We consider universal computability of the LCTRS with only rule scheme Calc:

  Signature: cond1 :: Bool -> Int -> Int -> Int
             cond2 :: Bool -> Int -> Int -> Int
             diff  :: Int -> Int -> Int

  Rules: diff(x, y) -> cond1(x = y, x, y)
         cond1(true, x, y) -> 0
         cond1(false, x, y) -> cond2(x > y, x, y)
         cond2(true, x, y) -> 1 + diff(x, y + 1)
         cond2(false, x, y) -> 1 + diff(x + 1, y)

The system is accessible function passing by a sort ordering that equates all sorts.
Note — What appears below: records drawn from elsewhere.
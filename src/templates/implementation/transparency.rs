//! Cells of a 100×100 picture hidden under more than `m` sheets.

use crate::templates::prelude::*;

pub struct Transparency;

static INFO: TemplateInfo = TemplateInfo {
    id: "1531",
    title: "Transparent",
    category: Category::Implementation,
    input: &[Field::int("n"), Field::int("m"), Field::int("sheet").repeat("4 * n")],
    output: &[Field::int("hidden")],
    constraints: &["1 <= n <= 50", "0 <= m <= 50", "sheet is `x1 y1 x2 y2` with 1 <= x1 <= x2 <= 100, 1 <= y1 <= y2 <= 100"],
    samples: &[Sample {
        input: "3 1\n21 21 80 80\n41 41 60 60\n71 71 90 90\n",
        output: "500\n",
    }],
};

const SIDE: usize = 100;

#[derive(Debug, Clone)]
pub struct Input {
    pub m: u32,
    pub sheets: Vec<[usize; 4]>,
}

impl Template for Transparency {
    type Input = Input;
    type Output = usize;

    fn info(&self) -> &'static TemplateInfo {
        &INFO
    }

    fn parse(&self, sc: &mut Scanner<'_>) -> Result<Input, InputError> {
        let n = sc.next_in("n", 1..=50usize)?;
        let m = sc.next_in("m", 0..=50)?;
        let sheets = (0..n)
            .map(|_| {
                let x1 = sc.next_in("sheet", 1..=SIDE)?;
                let y1 = sc.next_in("sheet", 1..=SIDE)?;
                let x2 = sc.next_in("sheet", x1..=SIDE)?;
                let y2 = sc.next_in("sheet", y1..=SIDE)?;
                Ok([x1 - 1, y1 - 1, x2 - 1, y2 - 1])
            })
            .collect::<Result<_, InputError>>()?;
        Ok(Input { m, sheets })
    }

    fn solve(&self, input: &Input) -> usize {
        let mut layers = Grid::new(SIDE, SIDE, 0u32);
        for &[x1, y1, x2, y2] in &input.sheets {
            for x in x1..=x2 {
                for y in y1..=y2 {
                    layers[(x, y)] += 1;
                }
            }
        }
        layers.iter().filter(|&&l| l > input.m).count()
    }

    fn render(&self, output: &usize, out: &mut String) {
        push_line(out, [output]);
    }
}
We start by computing the initial DP problem D1 = (P1, R UNION R_?, f, c), where:

  P1. (1) diff#(x, y) => cond1#(x = y, x, y)
      (2) cond1#(false, x, y) => cond2#(x > y, x, y)
      (3) cond2#(true, x, y) => diff#(x, y + 1)
      (4) cond2#(false, x, y) => diff#(x + 1, y)

***** We apply the Theory Arguments Processor on D1 = (P1, R UNION R_?, f, c).
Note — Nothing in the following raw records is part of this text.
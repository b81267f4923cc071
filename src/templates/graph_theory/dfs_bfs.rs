//! Depth-first and breadth-first visit orders from a start vertex, always
//! taking the smaller-numbered neighbour first.

use std::collections::VecDeque;

use crate::templates::prelude::*;

pub struct DfsBfs;

static INFO: TemplateInfo = TemplateInfo {
    id: "1260",
    title: "DFS and BFS",
    category: Category::GraphTheory,
    input: &[
        Field::int("n"),
        Field::int("m"),
        Field::int("start"),
        Field::int("edge").repeat("2 * m"),
    ],
    output: &[Field::int("dfs_order").until_end(), Field::int("bfs_order").until_end()],
    constraints: &["1 <= n <= 1000", "1 <= m <= 10000", "1 <= start, edge endpoints <= n"],
    samples: &[
        Sample {
            input: "4 5 1\n1 2\n1 3\n1 4\n2 4\n3 4\n",
            output: "1 2 4 3\n1 2 3 4\n",
        },
        Sample {
            input: "5 5 3\n5 4\n5 2\n1 2\n3 4\n3 1\n",
            output: "3 1 2 5 4\n3 1 4 2 5\n",
        },
        Sample {
            input: "1000 1 1000\n999 1000\n",
            output: "1000 999\n1000 999\n",
        },
    ],
};

#[derive(Debug, Clone)]
pub struct Input {
    /// Sorted adjacency lists, index 0 unused.
    pub adj: Vec<Vec<usize>>,
    pub start: usize,
}

impl Template for DfsBfs {
    type Input = Input;
    type Output = (Vec<usize>, Vec<usize>);

    fn info(&self) -> &'static TemplateInfo {
        &INFO
    }

    fn parse(&self, sc: &mut Scanner<'_>) -> Result<Input, InputError> {
        let n = sc.next_in("n", 1..=1000usize)?;
        let m = sc.next_in("m", 1..=10_000usize)?;
        let start = sc.next_in("start", 1..=n)?;
        let mut adj = vec![Vec::new(); n + 1];
        for _ in 0..m {
            let a = sc.next_in("edge", 1..=n)?;
            let b = sc.next_in("edge", 1..=n)?;
            adj[a].push(b);
            adj[b].push(a);
        }
        adj.iter_mut().for_each(|l| l.sort_unstable());
        Ok(Input { adj, start })
    }

    fn solve(&self, input: &Input) -> (Vec<usize>, Vec<usize>) {
        let n = input.adj.len();

        let mut seen = vec![false; n];
        let mut dfs = Vec::new();
        let mut stack = vec![input.start];
        while let Some(v) = stack.pop() {
            if seen[v] {
                continue;
            }
            seen[v] = true;
            dfs.push(v);
            // reversed so the smallest neighbour is popped first
            stack.extend(input.adj[v].iter().rev().filter(|&&w| !seen[w]));
        }

        let mut seen = vec![false; n];
        let mut bfs = Vec::new();
        let mut queue = VecDeque::from([input.start]);
        seen[input.start] = true;
        while let Some(v) = queue.pop_front() {
            bfs.push(v);
            for &w in &input.adj[v] {
                if !seen[w] {
                    seen[w] = true;
                    queue.push_back(w);
                }
            }
        }
        (dfs, bfs)
    }

    fn render(&self, (dfs, bfs): &(Vec<usize>, Vec<usize>), out: &mut String) {
        push_line(out, dfs);
        push_line(out, bfs);
    }
}

#[cfg(test)]
mod tests {
    use super::*;

    #[test]
    fn isolated_start_visits_itself_only() {
        let input = Input {
            adj: vec![vec![], vec![], vec![3], vec![2]],
            start: 1,
        };
        assert_eq!(DfsBfs.solve(&input), (vec![1], vec![1]));
    }
}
We use the following theory arguments function:

  cond1# : [1, 2, 3]
  cond2# : [1, 2, 3]
  diff#  : [1, 2]

Processor output: { D2 = (P2, R UNION R_?, f, c) ; D3 = (P3, R UNION R_?, f, c) }, where:

  P2. (1) diff#(x, y) => cond1#(x = y, x, y)
      (2) cond1#(false, x, y) => cond2#(x > y, x, y) { x, y }
      (3) cond2#(true, x, y) => diff#(x, y + 1) { x, y }
      (4) cond2#(false, x, y) => diff#(x + 1, y) { x, y }

  P3. (1) cond1#(false, x, y) => cond2#(x > y, x, y)
      (2) cond2#(true, x, y) => diff#(x, y + 1)
      (3) cond2#(false, x, y) => diff#(x + 1, y)

***** We apply the Theory Arguments Processor on D2 = (P2, R UNION R_?, f, c).

We use the following theory arguments function:

  cond1# : [1, 2, 3]
  cond2# : [1, 2, 3]
  diff#  : [1, 2]

Processor output: { D4 = (P4, R UNION R_?, f, c) ; D5 = (P5, R UNION R_?, f, c) }, where:

  P4. (1) diff#(x, y) => cond1#(x = y, x, y) { x, y }
      (2) cond1#(false, x, y) => cond2#(x > y, x, y) { x, y }
      (3) cond2#(true, x, y) => diff#(x, y + 1) { x, y }
      (4) cond2#(false, x, y) => diff#(x + 1, y) { x, y }

  P5. (1) diff#(x, y) => cond1#(x = y, x, y)

***** We apply the Graph Processor on D3 = (P3, R UNION R_?, f, c).

We compute a graph approximation with the following edges:

  1: 2 3 
  2:
  3:

As there are no SCCs, this DP problem is removed.

Processor output: { }.

***** No progress could be made on DP problem D4 = (P4, R UNION R_?, f, c).